Yesterday (Feb 7th) marked the last day of Children’s Mental health week. My work as a mental health nurse practitioner has made me peel back the onion layers to find that a lot of the challenges we face in our adulthood with our wellbeing stem from childhood. Children come into the world in form of a “Tabula rasa” – Latin word to mean blank slate. They have nothing imprinted on them – their mental state and ideas are shaped by the world around them and the words they hear spoken over them. Often times as parents and adults, we hold kids to a higher standard than we even hold to ourselves. We forget that their 3,5 or 8 year old brain is still developing the language skills to put into words what they are feeling at that exact moment. For some reason a newborn crying for milk does not elicit the same response from us as a toddler crying at the store for candy – different desire, same language.

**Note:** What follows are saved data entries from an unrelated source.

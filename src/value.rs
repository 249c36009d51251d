use std::fmt::{self, Display, Formatter};
use std::ops::Index;

use indexmap::IndexMap;
use serde::{Serialize, Serializer};

/// Insertion-ordered string-keyed container produced by the YAML reader.
pub type Mapping = IndexMap<String, Value>;

/// A typed configuration value.
#[derive(Debug, Clone, PartialEq, Default)]
pub enum Value {
    #[default]
    Null,
    Bool(bool),
    Number(f64),
    String(String),
    Mapping(Mapping),
    Sequence(Vec<Value>),
}

static NULL: Value = Value::Null;

impl Value {
    pub fn is_null(&self) -> bool {
        matches!(self, Self::Null)
    }

    pub fn as_bool(&self) -> Option<bool> {
        match self {
            Self::Bool(value) => Some(*value),
            _ => None,
        }
    }

    pub fn as_f64(&self) -> Option<f64> {
        match self {
            Self::Number(value) => Some(*value),
            _ => None,
        }
    }

    /// Returns the number as an integer when it has no fractional part.
    pub fn as_i64(&self) -> Option<i64> {
        match self {
            Self::Number(value) if is_integral(*value) => Some(*value as i64),
            _ => None,
        }
    }

    pub fn as_str(&self) -> Option<&str> {
        match self {
            Self::String(value) => Some(value),
            _ => None,
        }
    }

    pub fn as_mapping(&self) -> Option<&Mapping> {
        match self {
            Self::Mapping(map) => Some(map),
            _ => None,
        }
    }

    pub fn as_sequence(&self) -> Option<&[Value]> {
        match self {
            Self::Sequence(items) => Some(items),
            _ => None,
        }
    }

    /// Look up `key` when this value is a mapping.
    pub fn get(&self, key: &str) -> Option<&Value> {
        self.as_mapping().and_then(|map| map.get(key))
    }
}

fn is_integral(value: f64) -> bool {
    value.is_finite() && value.fract() == 0.0 && value.abs() < 9.007_199_254_740_992e15
}

impl Index<&str> for Value {
    type Output = Value;

    fn index(&self, key: &str) -> &Value {
        self.get(key).unwrap_or(&NULL)
    }
}

impl Index<usize> for Value {
    type Output = Value;

    fn index(&self, idx: usize) -> &Value {
        self.as_sequence()
            .and_then(|items| items.get(idx))
            .unwrap_or(&NULL)
    }
}

/// Environment-string rendering: scalars as plain text, containers as JSON.
impl Display for Value {
    fn fmt(&self, f: &mut Formatter<'_>) -> fmt::Result {
        match self {
            Self::Null => f.write_str("null"),
            Self::Bool(value) => write!(f, "{value}"),
            Self::Number(value) if is_integral(*value) => write!(f, "{}", *value as i64),
            Self::Number(value) => write!(f, "{value}"),
            Self::String(value) => f.write_str(value),
            Self::Mapping(_) | Self::Sequence(_) => {
                let json = serde_json::to_string(self).map_err(|_| fmt::Error)?;
                f.write_str(&json)
            }
        }
    }
}

impl Serialize for Value {
    fn serialize<S: Serializer>(&self, serializer: S) -> Result<S::Ok, S::Error> {
        match self {
            Self::Null => serializer.serialize_unit(),
            Self::Bool(value) => serializer.serialize_bool(*value),
            Self::Number(value) if is_integral(*value) => serializer.serialize_i64(*value as i64),
            Self::Number(value) => serializer.serialize_f64(*value),
            Self::String(value) => serializer.serialize_str(value),
            Self::Mapping(map) => map.serialize(serializer),
            Self::Sequence(items) => items.serialize(serializer),
        }
    }
}

impl From<bool> for Value {
    fn from(value: bool) -> Self {
        Self::Bool(value)
    }
}

impl From<f64> for Value {
    fn from(value: f64) -> Self {
        Self::Number(value)
    }
}

impl From<i64> for Value {
    fn from(value: i64) -> Self {
        Self::Number(value as f64)
    }
}

impl From<i32> for Value {
    fn from(value: i32) -> Self {
        Self::Number(f64::from(value))
    }
}

impl From<&str> for Value {
    fn from(value: &str) -> Self {
        Self::String(value.to_owned())
    }
}

impl From<String> for Value {
    fn from(value: String) -> Self {
        Self::String(value)
    }
}

impl From<Mapping> for Value {
    fn from(value: Mapping) -> Self {
        Self::Mapping(value)
    }
}

impl From<Vec<Value>> for Value {
    fn from(value: Vec<Value>) -> Self {
        Self::Sequence(value)
    }
}

impl PartialEq<&str> for Value {
    fn eq(&self, other: &&str) -> bool {
        self.as_str() == Some(*other)
    }
}

impl PartialEq<bool> for Value {
    fn eq(&self, other: &bool) -> bool {
        self.as_bool() == Some(*other)
    }
}

impl PartialEq<f64> for Value {
    fn eq(&self, other: &f64) -> bool {
        self.as_f64() == Some(*other)
    }
}
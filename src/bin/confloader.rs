use std::collections::BTreeMap;
use std::env;
use std::ffi::OsString;
#[cfg(unix)]
use std::os::unix::process::CommandExt;
use std::path::PathBuf;
use std::process::{self, Command};

use clap::{Args, Parser, Subcommand};
use confloader::{EnvLoader, Error, load_yaml, merge_first_wins};
use serde::Serialize;
use tracing_subscriber::EnvFilter;

/// Load `.env` and YAML configuration files.
#[derive(Debug, Parser)]
#[command(name = "confloader", version)]
struct Cli {
    /// Increase log verbosity (repeatable). `RUST_LOG` takes precedence.
    #[arg(short, long, action = clap::ArgAction::Count, global = true)]
    verbose: u8,

    #[command(subcommand)]
    command: CliCommand,
}

#[derive(Debug, Subcommand)]
enum CliCommand {
    /// Print the merged entries of dotenv files as JSON.
    Env(EnvArgs),
    /// Print a YAML file as JSON (`null` when the file is missing).
    Yaml(YamlArgs),
    /// Run a command with dotenv variables added to its environment.
    Run(RunArgs),
}

#[derive(Debug, Args)]
struct EnvArgs {
    /// Dotenv files, later files win. Defaults to `.env`.
    files: Vec<PathBuf>,

    /// Fail when a file is missing.
    #[arg(long)]
    required: bool,

    /// Pretty-print the JSON output.
    #[arg(long)]
    pretty: bool,
}

#[derive(Debug, Args)]
struct YamlArgs {
    file: PathBuf,

    /// Pretty-print the JSON output.
    #[arg(long)]
    pretty: bool,
}

#[derive(Debug, Args)]
struct RunArgs {
    /// Dotenv file path(s). Repeat or pass comma-separated paths.
    #[arg(short, long = "file", value_delimiter = ',')]
    files: Vec<PathBuf>,

    /// Fail when a file is missing.
    #[arg(long)]
    required: bool,

    /// Command to execute followed by its arguments.
    #[arg(required = true, trailing_var_arg = true, allow_hyphen_values = true)]
    command: Vec<OsString>,
}

fn main() {
    let cli = Cli::parse();
    init_tracing(cli.verbose);

    let result = match cli.command {
        CliCommand::Env(args) => execute_env(args),
        CliCommand::Yaml(args) => execute_yaml(args),
        CliCommand::Run(args) => execute_run(args),
    };

    match result {
        Ok(code) => process::exit(code),
        Err(err) => {
            eprintln!("confloader: {err}");
            process::exit(1);
        }
    }
}

fn init_tracing(verbose: u8) {
    let level = match verbose {
        0 => "warn",
        1 => "info",
        2 => "debug",
        _ => "trace",
    };
    let filter = EnvFilter::try_from_default_env().unwrap_or_else(|_| EnvFilter::new(level));
    tracing_subscriber::fmt()
        .with_env_filter(filter)
        .with_writer(std::io::stderr)
        .init();
}

fn execute_env(args: EnvArgs) -> Result<i32, String> {
    let table = EnvLoader::new()
        .paths(&args.files)
        .required(args.required)
        .parse_only()
        .map_err(format_loader_error)?;
    print_json(&table, args.pretty)?;
    Ok(0)
}

fn execute_yaml(args: YamlArgs) -> Result<i32, String> {
    let tree = load_yaml(&args.file).map_err(format_loader_error)?;
    print_json(&tree, args.pretty)?;
    Ok(0)
}

fn execute_run(args: RunArgs) -> Result<i32, String> {
    let Some((program, program_args)) = args.command.split_first() else {
        return Err("missing command after `run`".to_owned());
    };

    let env_snapshot = snapshot_process_env();
    let table = EnvLoader::new()
        .paths(&args.files)
        .required(args.required)
        .parse_only()
        .map_err(format_loader_error)?;

    let mut command = Command::new(program);
    command.args(program_args);
    for (key, value) in merge_first_wins(&env_snapshot, &table) {
        if !env_snapshot.contains_key(&key) {
            command.env(key, value);
        }
    }

    execute_command(command, program)
}

fn snapshot_process_env() -> BTreeMap<String, String> {
    env::vars_os()
        .map(|(key, value)| {
            (
                key.to_string_lossy().into_owned(),
                value.to_string_lossy().into_owned(),
            )
        })
        .collect()
}

fn print_json<T: Serialize>(value: &T, pretty: bool) -> Result<(), String> {
    let rendered = if pretty {
        serde_json::to_string_pretty(value)
    } else {
        serde_json::to_string(value)
    }
    .map_err(|err| format!("failed to render JSON: {err}"))?;
    println!("{rendered}");
    Ok(())
}

#[cfg(unix)]
fn execute_command(mut command: Command, program: &OsString) -> Result<i32, String> {
    let err = command.exec();
    Err(format!(
        "failed to execute `{}`: {err}",
        program.to_string_lossy()
    ))
}

#[cfg(not(unix))]
fn execute_command(mut command: Command, program: &OsString) -> Result<i32, String> {
    let status = command
        .status()
        .map_err(|err| format!("failed to execute `{}`: {err}", program.to_string_lossy()))?;
    Ok(status.code().unwrap_or(1))
}

fn format_loader_error(err: Error) -> String {
    err.to_string()
}
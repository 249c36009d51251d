use crate::value::Value;

/// Conversion of a raw token into a typed [`Value`].
///
/// Already typed values pass through unchanged, so callers holding a mix of
/// raw text and parsed values can coerce them uniformly.
pub trait Coerce {
    fn coerce(self) -> Value;
}

impl Coerce for &str {
    fn coerce(self) -> Value {
        coerce(self)
    }
}

impl Coerce for String {
    fn coerce(self) -> Value {
        coerce(&self)
    }
}

impl Coerce for &String {
    fn coerce(self) -> Value {
        coerce(self)
    }
}

impl Coerce for Value {
    fn coerce(self) -> Value {
        self
    }
}

/// Infer the typed value of a raw scalar token.
///
/// Quoted text is returned verbatim without its quotes. Unquoted text loses
/// everything from the first `#` outside a quoted span, then `true`, `false`
/// and `null` map to their literals and numeric text becomes a number.
/// Anything else stays a string.
pub fn coerce(raw: &str) -> Value {
    let trimmed = raw.trim();
    if let Some(inner) = unquote(trimmed) {
        return Value::String(inner.to_owned());
    }

    let text = strip_comment(trimmed);
    if let Some(inner) = unquote(text) {
        return Value::String(inner.to_owned());
    }

    match text {
        "true" => Value::Bool(true),
        "false" => Value::Bool(false),
        "null" => Value::Null,
        "" => Value::String(String::new()),
        _ => match parse_number(text) {
            Some(number) => Value::Number(number),
            None => Value::String(text.to_owned()),
        },
    }
}

fn unquote(text: &str) -> Option<&str> {
    let bytes = text.as_bytes();
    if bytes.len() < 2 {
        return None;
    }

    let first = bytes[0];
    if (first == b'"' || first == b'\'') && bytes[bytes.len() - 1] == first {
        Some(&text[1..text.len() - 1])
    } else {
        None
    }
}

/// Cut `text` at the first `#` that is not inside a quoted span.
fn strip_comment(text: &str) -> &str {
    let mut active_quote: Option<u8> = None;
    for (idx, byte) in text.bytes().enumerate() {
        match (active_quote, byte) {
            (Some(quote), _) if byte == quote => active_quote = None,
            (Some(_), _) => {}
            (None, b'"' | b'\'') => active_quote = Some(byte),
            (None, b'#') => return text[..idx].trim(),
            (None, _) => {}
        }
    }
    text
}

fn parse_number(text: &str) -> Option<f64> {
    for (prefix, radix) in [("0x", 16), ("0X", 16), ("0o", 8), ("0O", 8), ("0b", 2), ("0B", 2)] {
        if let Some(digits) = text.strip_prefix(prefix) {
            return u64::from_str_radix(digits, radix)
                .ok()
                .map(|value| value as f64);
        }
    }

    if !is_decimal_literal(text) {
        return None;
    }
    text.parse::<f64>().ok()
}

// [+-]? (digits [. digits?] | . digits) ([eE] [+-]? digits)?
fn is_decimal_literal(text: &str) -> bool {
    let bytes = text.as_bytes();
    let mut idx = 0usize;
    if matches!(bytes.first(), Some(b'+' | b'-')) {
        idx += 1;
    }

    let int_start = idx;
    while idx < bytes.len() && bytes[idx].is_ascii_digit() {
        idx += 1;
    }
    let mut mantissa_digits = idx - int_start;

    if idx < bytes.len() && bytes[idx] == b'.' {
        idx += 1;
        let frac_start = idx;
        while idx < bytes.len() && bytes[idx].is_ascii_digit() {
            idx += 1;
        }
        mantissa_digits += idx - frac_start;
    }

    if mantissa_digits == 0 {
        return false;
    }

    if idx < bytes.len() && (bytes[idx] == b'e' || bytes[idx] == b'E') {
        idx += 1;
        if matches!(bytes.get(idx), Some(b'+' | b'-')) {
            idx += 1;
        }
        let exp_start = idx;
        while idx < bytes.len() && bytes[idx].is_ascii_digit() {
            idx += 1;
        }
        if idx == exp_start {
            return false;
        }
    }

    idx == bytes.len()
}
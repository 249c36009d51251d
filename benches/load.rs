use criterion::{Criterion, criterion_group, criterion_main};
use confloader::{EnvLoader, EnvStore};

fn bench_load(c: &mut Criterion) {
    let dir = tempfile::tempdir().expect("failed to create temp dir");
    let env_path = dir.path().join(".env");
    std::fs::write(&env_path, make_env_content(2_000)).expect("failed to write bench file");

    c.bench_function("load_in_memory", |b| {
        b.iter(|| {
            let mut loader = EnvLoader::new()
                .path(&env_path)
                .target(EnvStore::memory());
            loader.load().expect("load should succeed")
        });
    });

    let yaml_path = dir.path().join("config.yaml");
    std::fs::write(&yaml_path, make_yaml_content(500)).expect("failed to write bench file");

    c.bench_function("load_yaml", |b| {
        b.iter(|| confloader::load_yaml(&yaml_path).expect("load should succeed"));
    });
}

fn make_env_content(entries: usize) -> String {
    let mut content = String::with_capacity(entries * 16);
    for idx in 0..entries {
        content.push_str(&format!("KEY_{idx}={idx}\n"));
    }
    content
}

fn make_yaml_content(sections: usize) -> String {
    let mut content = String::with_capacity(sections * 48);
    for idx in 0..sections {
        content.push_str(&format!("section_{idx}:\n  id: {idx}\n  items:\n    - one\n    - two\n"));
    }
    content
}

criterion_group!(benches, bench_load);
criterion_main!(benches);
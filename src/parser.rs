use std::borrow::Cow;
use std::io::BufRead;
use std::path::Path;

use crate::error::Error;
use crate::model::{Entry, EnvTable};
use crate::scalar::coerce;

/// Parse `.env` entries from UTF-8 text.
///
/// Lines without a `=` separator are skipped, and a later duplicate key
/// replaces the earlier value.
pub fn parse_env(input: &str) -> EnvTable {
    parse_env_with_source(input, None)
}

/// Parse `.env` entries from UTF-8 bytes.
pub fn parse_env_bytes(input: &[u8]) -> Result<EnvTable, Error> {
    let text = std::str::from_utf8(input)?;
    Ok(parse_env(text))
}

/// Parse `.env` entries from a buffered reader.
pub fn parse_env_reader<R: BufRead>(mut reader: R) -> Result<EnvTable, Error> {
    let mut buf = Vec::new();
    reader.read_to_end(&mut buf)?;
    parse_env_bytes(&buf)
}

pub(crate) fn parse_env_with_source(input: &str, source: Option<&Path>) -> EnvTable {
    let normalized = normalize_newlines(input);

    let mut table = EnvTable::new();
    for (idx, line) in normalized.split('\n').enumerate() {
        let line_num = u32::try_from(idx + 1).unwrap_or(u32::MAX);
        if let Some(entry) = parse_line(line, line_num, source) {
            table.insert(entry);
        }
    }
    table
}

pub(crate) fn normalize_newlines(input: &str) -> Cow<'_, str> {
    if !input.contains('\r') {
        return Cow::Borrowed(input);
    }

    let mut out = String::with_capacity(input.len());
    let mut chars = input.chars().peekable();
    while let Some(ch) = chars.next() {
        if ch == '\r' {
            out.push('\n');
            if chars.peek() == Some(&'\n') {
                chars.next();
            }
            continue;
        }
        out.push(ch);
    }

    Cow::Owned(out)
}

fn parse_line(line: &str, line_num: u32, source: Option<&Path>) -> Option<Entry> {
    let working = line.trim();
    if working.is_empty() || working.starts_with('#') {
        return None;
    }

    let (key, raw) = working.split_once('=')?;
    let key = key.trim();
    if key.is_empty() {
        return None;
    }

    let raw = raw.trim();
    Some(Entry {
        key: key.to_owned(),
        value: coerce(raw),
        raw: raw.to_owned(),
        source: source.map(Path::to_path_buf),
        line: line_num,
    })
}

Yet we expect the toddler should have mustered the skill and impulse control to say, “okay I think I will not cry for that candy I so badly desire.” (The part of the brain -prefrontal cortex-that is responsible for impulse control is not fully developed until the mid-20s). There is a phrase that irkes me terribly, when I hear, “Use your words.” I mean…. as a child I would be thinking – “Well, If I had the words to use, I surely would have told you what I wanted five minutes ago.” Often a child crying or “acting out” triggers parts in our childhood that we may have kept tucked away yet they caused some of our greatest wounds. If You Don’t Heal What Hurt You, You’ll Bleed on People Who Didn’t Cut You. I totally understand the notion “our parents parented with the best information they had at the time.” It is valid. We must acknowledge it, but we cannot use it as a get-out-of-jail-card to pass on our own trauma to the next generation. The rise in childhood mental health diagnosis such as anxiety, attention deficit etc is at a rate never seen before. Holding a safe space for a child to feel seen, heard and validated is crucial to maintaining their wellbeing. They cannot do this if half the time they are trying to navigate and figure out our emotions for us. We must do the hard work of looking at our soul mirror and truly unpacking any emotional baggage that is easily triggered by a toddler tantrum at Walmart.